"""
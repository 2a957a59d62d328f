//! Per-job progress aggregation and rate-limited snapshot emission.
//!
//! Each job has one slot holding the latest merged snapshot. Updates merge the
//! fields they carry, derive percent and ETA, and produce a snapshot to
//! broadcast only when the slot has not emitted within the configured interval.
//! Final snapshots bypass the limit.

use std::time::{Duration, Instant};

use chrono::{DateTime, Utc};
use dashmap::DashMap;
use serde::{Deserialize, Serialize};
use uuid::Uuid;

use crate::coordinator::JobStatus;

#[derive(Debug, Clone, PartialEq, Serialize, Deserialize)]
#[serde(rename_all = "camelCase")]
pub struct ProgressSnapshot {
    pub job_id: Uuid,
    pub status: JobStatus,
    pub progress_percent: f64,
    pub attempted_count: u64,
    pub total_count: u64,
    pub rate_per_second: f64,
    pub eta_seconds: Option<u64>,
    pub engine: Option<String>,
    pub message: Option<String>,
    pub timestamp: DateTime<Utc>,
}

impl ProgressSnapshot {
    fn new(job_id: Uuid) -> Self {
        Self {
            job_id,
            status: JobStatus::Queued,
            progress_percent: 0.0,
            attempted_count: 0,
            total_count: 0,
            rate_per_second: 0.0,
            eta_seconds: None,
            engine: None,
            message: None,
            timestamp: Utc::now(),
        }
    }
}

/// Partial update; absent fields keep their previous value.
#[derive(Debug, Clone, Default, PartialEq)]
pub struct ProgressFields {
    /// Monotonic source revision. Updates older than the last applied one are dropped.
    pub revision: Option<u64>,
    pub status: Option<JobStatus>,
    pub progress_percent: Option<f64>,
    pub attempted_count: Option<u64>,
    pub total_count: Option<u64>,
    pub rate_per_second: Option<f64>,
    /// Used when no ETA can be derived from counts and rate.
    pub eta_hint: Option<u64>,
    pub engine: Option<String>,
    pub message: Option<String>,
}

#[derive(Debug)]
struct Slot {
    snapshot: ProgressSnapshot,
    eta_hint: Option<u64>,
    revision: Option<u64>,
    last_emitted: Option<Instant>,
    finalized: bool,
}

impl Slot {
    fn new(job_id: Uuid) -> Self {
        Self {
            snapshot: ProgressSnapshot::new(job_id),
            eta_hint: None,
            revision: None,
            last_emitted: None,
            finalized: false,
        }
    }

    /// Returns false when the update is older than what the slot holds.
    fn merge(&mut self, fields: ProgressFields) -> bool {
        if let (Some(seen), Some(incoming)) = (self.revision, fields.revision) {
            if incoming <= seen {
                return false;
            }
        }
        if fields.revision.is_some() {
            self.revision = fields.revision;
        }

        let snap = &mut self.snapshot;
        if let Some(status) = fields.status {
            snap.status = status;
        }
        if let Some(attempted) = fields.attempted_count {
            snap.attempted_count = attempted;
        }
        if let Some(total) = fields.total_count {
            snap.total_count = total;
        }
        if let Some(rate) = fields.rate_per_second {
            snap.rate_per_second = if rate.is_finite() { rate.max(0.0) } else { 0.0 };
        }
        if fields.engine.is_some() {
            snap.engine = fields.engine;
        }
        if fields.message.is_some() {
            snap.message = fields.message;
        }
        if fields.eta_hint.is_some() {
            self.eta_hint = fields.eta_hint;
        }

        if let Some(percent) = fields.progress_percent {
            snap.progress_percent = clamp(percent);
        } else if (fields.attempted_count.is_some() || fields.total_count.is_some())
            && snap.total_count > 0
        {
            snap.progress_percent =
                clamp(snap.attempted_count as f64 / snap.total_count as f64 * 100.0);
        }

        snap.eta_seconds = derive_eta(snap, self.eta_hint);
        snap.timestamp = Utc::now();
        true
    }
}

fn clamp(percent: f64) -> f64 {
    if percent.is_nan() {
        0.0
    } else {
        percent.clamp(0.0, 100.0)
    }
}

fn derive_eta(snap: &ProgressSnapshot, hint: Option<u64>) -> Option<u64> {
    if snap.rate_per_second > 0.0 && snap.total_count > 0 && snap.total_count >= snap.attempted_count
    {
        let remaining = (snap.total_count - snap.attempted_count) as f64;
        Some((remaining / snap.rate_per_second).floor() as u64)
    } else {
        hint
    }
}

#[derive(Debug)]
pub struct ProgressAggregator {
    slots: DashMap<Uuid, Slot>,
    min_interval: Duration,
}

impl ProgressAggregator {
    pub fn new(min_interval: Duration) -> Self {
        Self {
            slots: DashMap::new(),
            min_interval,
        }
    }

    /// Merge `fields` into the job's slot. Returns a snapshot when one is due.
    pub fn update(&self, job_id: Uuid, fields: ProgressFields, now: Instant) -> Option<ProgressSnapshot> {
        let mut slot = self.slots.entry(job_id).or_insert_with(|| Slot::new(job_id));
        if slot.finalized || !slot.merge(fields) {
            return None;
        }

        let due = match slot.last_emitted {
            None => true,
            Some(at) => now.saturating_duration_since(at) >= self.min_interval,
        };
        if !due {
            return None;
        }
        slot.last_emitted = Some(now);
        Some(slot.snapshot.clone())
    }

    /// Merge the final fields and always return the snapshot. Later updates are ignored.
    pub fn finalize(&self, job_id: Uuid, fields: ProgressFields, now: Instant) -> ProgressSnapshot {
        let mut slot = self.slots.entry(job_id).or_insert_with(|| Slot::new(job_id));
        // A terminal state must reach the slot even if a newer revision raced ahead.
        slot.revision = None;
        slot.merge(fields);
        slot.finalized = true;
        slot.last_emitted = Some(now);
        slot.snapshot.clone()
    }

    pub fn snapshot(&self, job_id: Uuid) -> Option<ProgressSnapshot> {
        self.slots.get(&job_id).map(|s| s.snapshot.clone())
    }

    pub fn remove(&self, job_id: Uuid) -> Option<ProgressSnapshot> {
        self.slots.remove(&job_id).map(|(_, slot)| slot.snapshot)
    }

    pub fn len(&self) -> usize {
        self.slots.len()
    }

    pub fn is_empty(&self) -> bool {
        self.slots.is_empty()
    }
}
use std::collections::HashMap;
use std::time::{Duration, Instant};

use chrono::{DateTime, Utc};
use parking_lot::RwLock;

/// Liveness record for a connected peer
#[derive(Debug, Clone)]
pub struct PeerState {
    pub id: String,
    pub team_id: String,
    pub last_seen: Instant,
    pub connected_at: DateTime<Utc>,
}

impl PeerState {
    pub fn new(id: String, team_id: String) -> Self {
        Self {
            id,
            team_id,
            last_seen: Instant::now(),
            connected_at: Utc::now(),
        }
    }

    pub fn touch(&mut self) {
        self.last_seen = Instant::now();
    }

    pub fn is_alive(&self, now: Instant, timeout: Duration) -> bool {
        now.saturating_duration_since(self.last_seen) < timeout
    }
}

/// Tracks which peers are connected and recently heard from
#[derive(Debug)]
pub struct PeerRegistry {
    peers: RwLock<HashMap<String, PeerState>>,
    timeout: Duration,
}

impl PeerRegistry {
    pub fn new(timeout: Duration) -> Self {
        Self {
            peers: RwLock::new(HashMap::new()),
            timeout,
        }
    }

    /// Register a peer, replacing any earlier record under the same id
    pub fn register(&self, team_id: &str, peer_id: &str) {
        self.peers.write().insert(
            peer_id.to_string(),
            PeerState::new(peer_id.to_string(), team_id.to_string()),
        );
        tracing::info!(peer_id, team_id, "Peer registered");
    }

    /// Refresh liveness. Returns false for unknown peers.
    pub fn touch(&self, peer_id: &str) -> bool {
        match self.peers.write().get_mut(peer_id) {
            Some(peer) => {
                peer.touch();
                true
            }
            None => false,
        }
    }

    pub fn unregister(&self, peer_id: &str) -> Option<PeerState> {
        let removed = self.peers.write().remove(peer_id);
        if removed.is_some() {
            tracing::info!(peer_id, "Peer unregistered");
        }
        removed
    }

    /// Alive peers of `team_id`, sorted by id
    pub fn available_for_team(&self, team_id: &str, now: Instant) -> Vec<String> {
        let mut ids: Vec<String> = self
            .peers
            .read()
            .values()
            .filter(|p| p.team_id == team_id && p.is_alive(now, self.timeout))
            .map(|p| p.id.clone())
            .collect();
        ids.sort();
        ids
    }

    pub fn team_of(&self, peer_id: &str) -> Option<String> {
        self.peers.read().get(peer_id).map(|p| p.team_id.clone())
    }

    pub fn get(&self, peer_id: &str) -> Option<PeerState> {
        self.peers.read().get(peer_id).cloned()
    }

    pub fn len(&self) -> usize {
        self.peers.read().len()
    }

    pub fn is_empty(&self) -> bool {
        self.peers.read().is_empty()
    }
}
"""
• **ASSIGNED TASK**
What lines above hold the word "PartialEq"? Pull each one out.

• **RESULT FOR THIS TASK**
#[derive(Debug, Clone, PartialEq, Serialize, Deserialize)]
#[derive(Debug, Clone, Default, PartialEq)]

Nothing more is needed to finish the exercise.